Mi traversano la strada una decina di muli, portati con passo guerrigliero da una donna di nome Carmela. Sono carichi di legna e vanno alle ultime carbonaie d´Italia. Il mulo è l´unico animale capace di raggiungere i boschi da ripulire, in alto sul Monte Janara, il Postonico, il Mutria. Cime tagliate da canaloni, che in autunno diventano letti di foglie dove si sprofonda alla cintola. Loredana Perrone ha fatto l´insegnante nelle Langhe per dieci anni, amando quelle terre del Piemonte; ma solo nel suo Matese rivela di sentirsi bene veramente. «Quello che per altri è isolamento - dice - per me è soltanto serenità». Ed è tornata, a Letino, il comune più alto della Campania, a milleduecento metri. Uno dei pochi posti dove i giovani non scappano, ma anzi ritornano.
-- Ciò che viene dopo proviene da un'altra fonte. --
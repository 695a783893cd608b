//! OpenLCB message model.
//!
//! A [`Message`] is an immutable value: source node, optional destination and
//! a typed [`MessageBody`]. The MTI is derived from the body and therefore
//! cannot drift after construction. Constructors validate the destination
//! against the MTI address bit and reject payloads of the wrong width.
//!
//! Wire conversion goes through [`WireMessage`] (MTI, source, destination,
//! payload bytes). Offsets live in `layout`, safe byte access in `reader`,
//! and decoding in `parser`, like every other protocol module.
//!
//! Dispatch is a match over the body that calls exactly one
//! [`MessageHandler`] method.

pub mod body;
pub mod error;
pub mod handler;
pub mod layout;
pub mod mti;
pub mod parser;
pub mod reader;

use std::fmt;

use serde::{Deserialize, Serialize};

pub use body::{EventState, MessageBody, ProtocolFlags};
pub use error::MessageError;
pub use handler::MessageHandler;
pub use mti::Mti;

use crate::hex::hex_space_string;
use crate::identity::{EventId, NodeId};

/// Message as it crosses the link-layer boundary.
#[derive(Debug, Clone, PartialEq, Eq, Serialize, Deserialize)]
pub struct WireMessage {
    /// Raw 16-bit MTI.
    pub mti: u16,
    pub source: NodeId,
    #[serde(default, skip_serializing_if = "Option::is_none")]
    pub destination: Option<NodeId>,
    /// Payload bytes, serialized as space separated hex pairs.
    #[serde(with = "crate::hex::space_pairs")]
    pub payload: Vec<u8>,
}

/// Outcome of decoding one [`WireMessage`], as recorded in trace fixtures.
#[derive(Debug, Clone, PartialEq, Eq, Serialize, Deserialize)]
#[serde(tag = "outcome", rename_all = "snake_case")]
pub enum Decoded {
    Message { name: String, display: String },
    Error { error: String },
}

impl Decoded {
    pub fn from_wire(wire: &WireMessage) -> Self {
        match Message::from_wire(wire) {
            Ok(message) => Decoded::Message {
                name: message.mti().name().to_string(),
                display: message.to_string(),
            },
            Err(err) => Decoded::Error {
                error: err.to_string(),
            },
        }
    }
}

/// Immutable OpenLCB message.
///
/// # Examples
/// ```
/// use openlcb_core::{EventId, Message, Mti, NodeId};
///
/// let source = NodeId::new([0x05, 0x01, 0x01, 0x01, 0x22, 0x00]);
/// let message = Message::learn_event(source, EventId::from_u64(1));
/// assert_eq!(message.mti(), Mti::LearnEvent);
/// assert!(message.destination().is_none());
/// assert_eq!(
///     message.to_string(),
///     "05.01.01.01.22.00 Learn Event 00.00.00.00.00.00.00.01"
/// );
/// ```
#[derive(Debug, Clone, PartialEq, Eq, Hash)]
pub struct Message {
    source: NodeId,
    destination: Option<NodeId>,
    body: MessageBody,
}

impl Message {
    /// Build a message, checking addressing and payload widths.
    pub fn new(
        source: NodeId,
        destination: Option<NodeId>,
        body: MessageBody,
    ) -> Result<Self, MessageError> {
        let mti = body.mti();
        match (mti.is_addressed(), destination.is_some()) {
            (true, false) => return Err(MessageError::MissingDestination { mti }),
            (false, true) => return Err(MessageError::UnexpectedDestination { mti }),
            _ => {}
        }
        validate_body(mti, &body)?;
        Ok(Self {
            source,
            destination,
            body,
        })
    }

    pub fn initialization_complete(source: NodeId) -> Self {
        Self {
            source,
            destination: None,
            body: MessageBody::InitializationComplete,
        }
    }

    pub fn verified_node_id(source: NodeId) -> Self {
        Self {
            source,
            destination: None,
            body: MessageBody::VerifiedNodeId { node: source },
        }
    }

    pub fn learn_event(source: NodeId, event: EventId) -> Self {
        Self {
            source,
            destination: None,
            body: MessageBody::LearnEvent { event },
        }
    }

    pub fn event_report(source: NodeId, event: EventId) -> Self {
        Self {
            source,
            destination: None,
            body: MessageBody::ProducerConsumerEventReport { event },
        }
    }

    pub fn datagram(
        source: NodeId,
        destination: NodeId,
        data: Vec<u8>,
    ) -> Result<Self, MessageError> {
        Self::new(source, Some(destination), MessageBody::Datagram { data })
    }

    pub fn datagram_received_ok(source: NodeId, destination: NodeId, flags: u8) -> Self {
        Self {
            source,
            destination: Some(destination),
            body: MessageBody::DatagramReceivedOk { flags },
        }
    }

    pub fn datagram_rejected(source: NodeId, destination: NodeId, code: u16) -> Self {
        Self {
            source,
            destination: Some(destination),
            body: MessageBody::DatagramRejected { code },
        }
    }

    pub fn stream_data_proceed(
        source: NodeId,
        destination: NodeId,
        source_stream_id: u8,
        destination_stream_id: u8,
    ) -> Self {
        Self {
            source,
            destination: Some(destination),
            body: MessageBody::StreamDataProceed {
                source_stream_id,
                destination_stream_id,
            },
        }
    }

    pub fn source(&self) -> NodeId {
        self.source
    }

    pub fn destination(&self) -> Option<NodeId> {
        self.destination
    }

    pub fn body(&self) -> &MessageBody {
        &self.body
    }

    pub fn mti(&self) -> Mti {
        self.body.mti()
    }

    /// True when the message is addressed to `node` or is global.
    pub fn is_for(&self, node: NodeId) -> bool {
        self.destination.is_none_or(|dest| dest == node)
    }

    /// Encode the payload bytes exactly as they appear on the wire.
    pub fn payload(&self) -> Vec<u8> {
        match &self.body {
            MessageBody::InitializationComplete | MessageBody::InitializationCompleteSimple => {
                self.source.to_bytes().to_vec()
            }
            MessageBody::VerifyNodeIdAddressed { node }
            | MessageBody::VerifyNodeIdGlobal { node } => node
                .map(|node| node.to_bytes().to_vec())
                .unwrap_or_default(),
            MessageBody::VerifiedNodeId { node } | MessageBody::VerifiedNodeIdSimple { node } => {
                node.to_bytes().to_vec()
            }
            MessageBody::OptionalInteractionRejected { code, rejected_mti }
            | MessageBody::TerminateDueToError { code, rejected_mti } => {
                let mut payload = code.to_be_bytes().to_vec();
                payload.extend_from_slice(&rejected_mti.to_be_bytes());
                payload
            }
            MessageBody::ProtocolSupportInquiry
            | MessageBody::IdentifyEventsAddressed
            | MessageBody::IdentifyEventsGlobal
            | MessageBody::SimpleNodeIdentInfoRequest => Vec::new(),
            MessageBody::ProtocolSupportReply { protocols } => protocols.to_bytes().to_vec(),
            MessageBody::IdentifyConsumers { event }
            | MessageBody::ConsumerRangeIdentified { event }
            | MessageBody::ConsumerIdentified { event, .. }
            | MessageBody::IdentifyProducers { event }
            | MessageBody::ProducerRangeIdentified { event }
            | MessageBody::ProducerIdentified { event, .. }
            | MessageBody::LearnEvent { event }
            | MessageBody::ProducerConsumerEventReport { event } => event.to_bytes().to_vec(),
            MessageBody::TractionControlCommand { data }
            | MessageBody::TractionControlReply { data }
            | MessageBody::RemoteButtonRequest { data }
            | MessageBody::RemoteButtonReply { data }
            | MessageBody::SimpleNodeIdentInfoReply { data }
            | MessageBody::Datagram { data } => data.clone(),
            MessageBody::DatagramReceivedOk { flags } => {
                if *flags == 0 {
                    Vec::new()
                } else {
                    vec![*flags]
                }
            }
            MessageBody::DatagramRejected { code } => code.to_be_bytes().to_vec(),
            MessageBody::StreamInitiateRequest {
                max_buffer_size,
                flags,
                source_stream_id,
                destination_stream_id,
            }
            | MessageBody::StreamInitiateReply {
                max_buffer_size,
                flags,
                source_stream_id,
                destination_stream_id,
            } => {
                let mut payload = max_buffer_size.to_be_bytes().to_vec();
                payload.extend_from_slice(&flags.to_be_bytes());
                payload.push(*source_stream_id);
                payload.push(*destination_stream_id);
                payload
            }
            MessageBody::StreamDataSend {
                destination_stream_id,
                data,
            } => {
                let mut payload = Vec::with_capacity(data.len() + 1);
                payload.push(*destination_stream_id);
                payload.extend_from_slice(data);
                payload
            }
            MessageBody::StreamDataProceed {
                source_stream_id,
                destination_stream_id,
            }
            | MessageBody::StreamDataComplete {
                source_stream_id,
                destination_stream_id,
            } => vec![*source_stream_id, *destination_stream_id],
        }
    }

    pub fn to_wire(&self) -> WireMessage {
        WireMessage {
            mti: self.mti().code(),
            source: self.source,
            destination: self.destination,
            payload: self.payload(),
        }
    }

    pub fn from_wire(wire: &WireMessage) -> Result<Self, MessageError> {
        parser::parse_message(wire)
    }

    /// Route to the handler method for this variant.
    pub fn dispatch<H: MessageHandler + ?Sized>(&self, handler: &H) {
        match &self.body {
            MessageBody::InitializationComplete => handler.handle_initialization_complete(self),
            MessageBody::InitializationCompleteSimple => {
                handler.handle_initialization_complete_simple(self)
            }
            MessageBody::VerifyNodeIdAddressed { node } => {
                handler.handle_verify_node_id_addressed(self, *node)
            }
            MessageBody::VerifyNodeIdGlobal { node } => {
                handler.handle_verify_node_id_global(self, *node)
            }
            MessageBody::VerifiedNodeId { node } => handler.handle_verified_node_id(self, *node),
            MessageBody::VerifiedNodeIdSimple { node } => {
                handler.handle_verified_node_id_simple(self, *node)
            }
            MessageBody::OptionalInteractionRejected { code, rejected_mti } => {
                handler.handle_optional_interaction_rejected(self, *code, *rejected_mti)
            }
            MessageBody::TerminateDueToError { code, rejected_mti } => {
                handler.handle_terminate_due_to_error(self, *code, *rejected_mti)
            }
            MessageBody::ProtocolSupportInquiry => handler.handle_protocol_support_inquiry(self),
            MessageBody::ProtocolSupportReply { protocols } => {
                handler.handle_protocol_support_reply(self, *protocols)
            }
            MessageBody::IdentifyConsumers { event } => {
                handler.handle_identify_consumers(self, *event)
            }
            MessageBody::ConsumerRangeIdentified { event } => {
                handler.handle_consumer_range_identified(self, *event)
            }
            MessageBody::ConsumerIdentified { event, state } => {
                handler.handle_consumer_identified(self, *event, *state)
            }
            MessageBody::IdentifyProducers { event } => {
                handler.handle_identify_producers(self, *event)
            }
            MessageBody::ProducerRangeIdentified { event } => {
                handler.handle_producer_range_identified(self, *event)
            }
            MessageBody::ProducerIdentified { event, state } => {
                handler.handle_producer_identified(self, *event, *state)
            }
            MessageBody::IdentifyEventsAddressed => handler.handle_identify_events_addressed(self),
            MessageBody::IdentifyEventsGlobal => handler.handle_identify_events_global(self),
            MessageBody::LearnEvent { event } => handler.handle_learn_event(self, *event),
            MessageBody::ProducerConsumerEventReport { event } => {
                handler.handle_producer_consumer_event_report(self, *event)
            }
            MessageBody::TractionControlCommand { data } => {
                handler.handle_traction_control_command(self, data)
            }
            MessageBody::TractionControlReply { data } => {
                handler.handle_traction_control_reply(self, data)
            }
            MessageBody::RemoteButtonRequest { data } => {
                handler.handle_remote_button_request(self, data)
            }
            MessageBody::RemoteButtonReply { data } => {
                handler.handle_remote_button_reply(self, data)
            }
            MessageBody::SimpleNodeIdentInfoRequest => {
                handler.handle_simple_node_ident_info_request(self)
            }
            MessageBody::SimpleNodeIdentInfoReply { data } => {
                handler.handle_simple_node_ident_info_reply(self, data)
            }
            MessageBody::Datagram { data } => handler.handle_datagram(self, data),
            MessageBody::DatagramReceivedOk { flags } => {
                handler.handle_datagram_received_ok(self, *flags)
            }
            MessageBody::DatagramRejected { code } => handler.handle_datagram_rejected(self, *code),
            MessageBody::StreamInitiateRequest {
                max_buffer_size,
                flags,
                source_stream_id,
                destination_stream_id,
            } => handler.handle_stream_initiate_request(
                self,
                *max_buffer_size,
                *flags,
                *source_stream_id,
                *destination_stream_id,
            ),
            MessageBody::StreamInitiateReply {
                max_buffer_size,
                flags,
                source_stream_id,
                destination_stream_id,
            } => handler.handle_stream_initiate_reply(
                self,
                *max_buffer_size,
                *flags,
                *source_stream_id,
                *destination_stream_id,
            ),
            MessageBody::StreamDataSend {
                destination_stream_id,
                data,
            } => handler.handle_stream_data_send(self, *destination_stream_id, data),
            MessageBody::StreamDataProceed {
                source_stream_id,
                destination_stream_id,
            } => handler.handle_stream_data_proceed(
                self,
                *source_stream_id,
                *destination_stream_id,
            ),
            MessageBody::StreamDataComplete {
                source_stream_id,
                destination_stream_id,
            } => handler.handle_stream_data_complete(
                self,
                *source_stream_id,
                *destination_stream_id,
            ),
        }
    }
}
Piedimonte Matese, zampillar di fontane. Sosta al bar con Rosario Di Lello e Vincenzo Rapa, a parlar di briganti negli anni post-unitari. I due mi raccontano la Pasqua di Sangue, la storia di un possidente, Don Salvatore, il quale violenta una ragazza che muore abortendo, il giorno di pasqua. La leggendaria brigantessa del Matese, Maria Maddalena De Lellis, il cui fucile è in bacheca a Piedimonte, si accorda col brigante Santannello, suo amante, per vendicare la poveretta: cattura don Salvatore, lo evira e lo brucia vivo. Anni terribili, di soprusi, giustizie sommarie, fucilazioni. Come a Pontelandolfo, quattrocento morti di mano bersagliera, come rappresaglia a una strage di soldati. Anni, anche, di utopie, con la prima e unica repubblica anarchica d´Italia, proclamata nel 1876 e resistita solo due giorni all´arrivo dei carabinieri. Sanniti, rivoltosi, briganti, pastori, utopisti, soldati annibalici, escursionisti innamorati dell´Appennino. Mille storie, ma un solo, temporalesco luogo rifugio.